Autrement dit, Mezzadri voulait essentiellement rappeler la petite phrase soufrée du maire devenu Premier ministre et insister sur le caractère ambigu de son comportement et de ses opinions.

Nous sommes en France, patrie des Droits de l’Homme, de la Liberté d’Expression et apparemment de la délation : une telle phrase, dans un e-mail à caractère restreint, ne pouvait laisser de marbre l’administration du maître de conférences. Plainte fut donc promptement posée pour outrage à personne dépositaire de l’autorité publique, et Emmanuel Ethis, alors président de la fac en question, se chargera d’informer le procureur de la République.

Procès il y a donc eu : ce mercredi 27 janvier, une amende de 2 000 euros avec sursis a été requise contre Bernard Mezzadri. En outre, le réquisitoire du procureur laisse plus que pantois. Pour Bernard Marchal, l’affaire est claire : bien au-delà d’un crime de lèse Premier-ministre, tout ceci est bel et bien du racisme :

« Ce que je reproche à M. Mezzadri c’est de poser dans le débat la question de la distinction de race et de couleur dans la définition de la valeur d’un établissement universitaire. On entre dans un discours potentiellement raciste. »

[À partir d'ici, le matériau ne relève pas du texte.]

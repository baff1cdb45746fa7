//! Persistence contracts consumed by the payroll core.
//!
//! All reads and writes go through a [`UnitOfWork`] obtained from
//! [`Database::begin`]. A unit of work is one storage transaction: nothing it
//! wrote is visible to others until [`UnitOfWork::commit`], and dropping it
//! uncommitted discards every write.

#[cfg(test)]
pub mod memory;
pub mod mysql;

use async_trait::async_trait;
use chrono::NaiveDate;
use thiserror::Error;

use crate::model::attendance::{Attendance, EmployeeAttendanceSummary, NewAttendance};
use crate::model::audit::{NewAuditLog, NewRequestLog};
use crate::model::overtime::{NewOvertime, Overtime};
use crate::model::payslip::{NewPayslip, Payslip, PayslipSummaryReport};
use crate::model::period::{AttendancePeriod, NewAttendancePeriod};
use crate::model::reimbursement::NewReimbursement;
use crate::model::user::User;

#[derive(Debug, Error)]
pub enum StoreError {
    /// An insert collided with a unique key.
    #[error("unique constraint violated: {0}")]
    UniqueViolation(String),

    #[error("database error: {0}")]
    Database(#[source] sqlx::Error),

    #[error("store unavailable: {0}")]
    Unavailable(String),
}

impl From<sqlx::Error> for StoreError {
    fn from(error: sqlx::Error) -> Self {
        if let sqlx::Error::Database(db_err) = &error {
            if db_err.is_unique_violation() {
                return StoreError::UniqueViolation(db_err.message().to_string());
            }
        }
        StoreError::Database(error)
    }
}

pub type StoreResult<T> = Result<T, StoreError>;

#[async_trait]
pub trait Database: Send + Sync {
    async fn begin(&self) -> StoreResult<Box<dyn UnitOfWork>>;

    async fn ping(&self) -> StoreResult<()>;
}

#[async_trait]
pub trait UnitOfWork:
    PeriodStore
    + AttendanceStore
    + OvertimeStore
    + ReimbursementStore
    + PayslipStore
    + AuditLedger
    + UserStore
{
    async fn commit(self: Box<Self>) -> StoreResult<()>;
}

#[async_trait]
pub trait PeriodStore: Send {
    async fn insert_period(&mut self, period: &NewAttendancePeriod) -> StoreResult<u64>;

    async fn get_period(&mut self, id: u64) -> StoreResult<Option<AttendancePeriod>>;

    /// Same as [`PeriodStore::get_period`] but holds a write lock on the row
    /// until the unit of work ends.
    async fn lock_period(&mut self, id: u64) -> StoreResult<Option<AttendancePeriod>>;
}

#[async_trait]
pub trait AttendanceStore: Send {
    async fn insert_attendance(&mut self, attendance: &NewAttendance) -> StoreResult<u64>;

    async fn get_attendance(
        &mut self,
        user_id: u64,
        period_id: u64,
        date: NaiveDate,
    ) -> StoreResult<Option<Attendance>>;

    /// One row per non-admin user ordered by user id, including users with no
    /// activity in the period.
    async fn employee_attendance_summary(
        &mut self,
        period_id: u64,
    ) -> StoreResult<Vec<EmployeeAttendanceSummary>>;
}

#[async_trait]
pub trait OvertimeStore: Send {
    async fn insert_overtime(&mut self, overtime: &NewOvertime) -> StoreResult<u64>;

    async fn get_overtime(
        &mut self,
        user_id: u64,
        period_id: u64,
        date: NaiveDate,
    ) -> StoreResult<Option<Overtime>>;
}

#[async_trait]
pub trait ReimbursementStore: Send {
    async fn insert_reimbursement(&mut self, reimbursement: &NewReimbursement)
    -> StoreResult<u64>;
}

#[async_trait]
pub trait PayslipStore: Send {
    async fn payslips_exist_for_period(&mut self, period_id: u64) -> StoreResult<bool>;

    /// Returns the number of rows written; an empty slice writes nothing.
    async fn bulk_insert_payslips(&mut self, payslips: &[NewPayslip]) -> StoreResult<u64>;

    async fn payslips_by_user(&mut self, user_id: u64) -> StoreResult<Vec<Payslip>>;

    async fn payslip_summary(&mut self, period_id: u64) -> StoreResult<PayslipSummaryReport>;
}

#[async_trait]
pub trait AuditLedger: Send {
    async fn insert_request_log(&mut self, log: &NewRequestLog) -> StoreResult<u64>;

    async fn insert_audit_log(&mut self, log: &NewAuditLog) -> StoreResult<u64>;
}

#[async_trait]
pub trait UserStore: Send {
    async fn get_user_by_username(&mut self, username: &str) -> StoreResult<Option<User>>;
}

Vous avez bien lu : alors que le professeur rappelle les écarts idéologiques de Manuel Valls en employant l’expression que ce dernier employa il y a quelques années, le procureur a décidé de considérer que, ce faisant, le maître de conférences sombrait lui aussi dans le vilain méchant racisme.

Pour un observateur un tant soit peu lucide, cette situation est consternante.

Consternante parce qu’elle indique clairement que la liberté d’expression, même sur un forum interne, est sévèrement limitée et qu’il devient dangereux de s’exprimer librement sans immédiatement encourir les foudres de l’administration ou de l’un ou l’autre délateur qui viendrait à rapporter ces propos au Procureur de la République.

Consternante, parce qu’elle montre assez clairement que certains (en l’occurrence, le procureur Marchal) n’hésitent absolument pas à tordre les contextes pour faire mousser une affaire qui aurait dû rester d’une banalité affligeante.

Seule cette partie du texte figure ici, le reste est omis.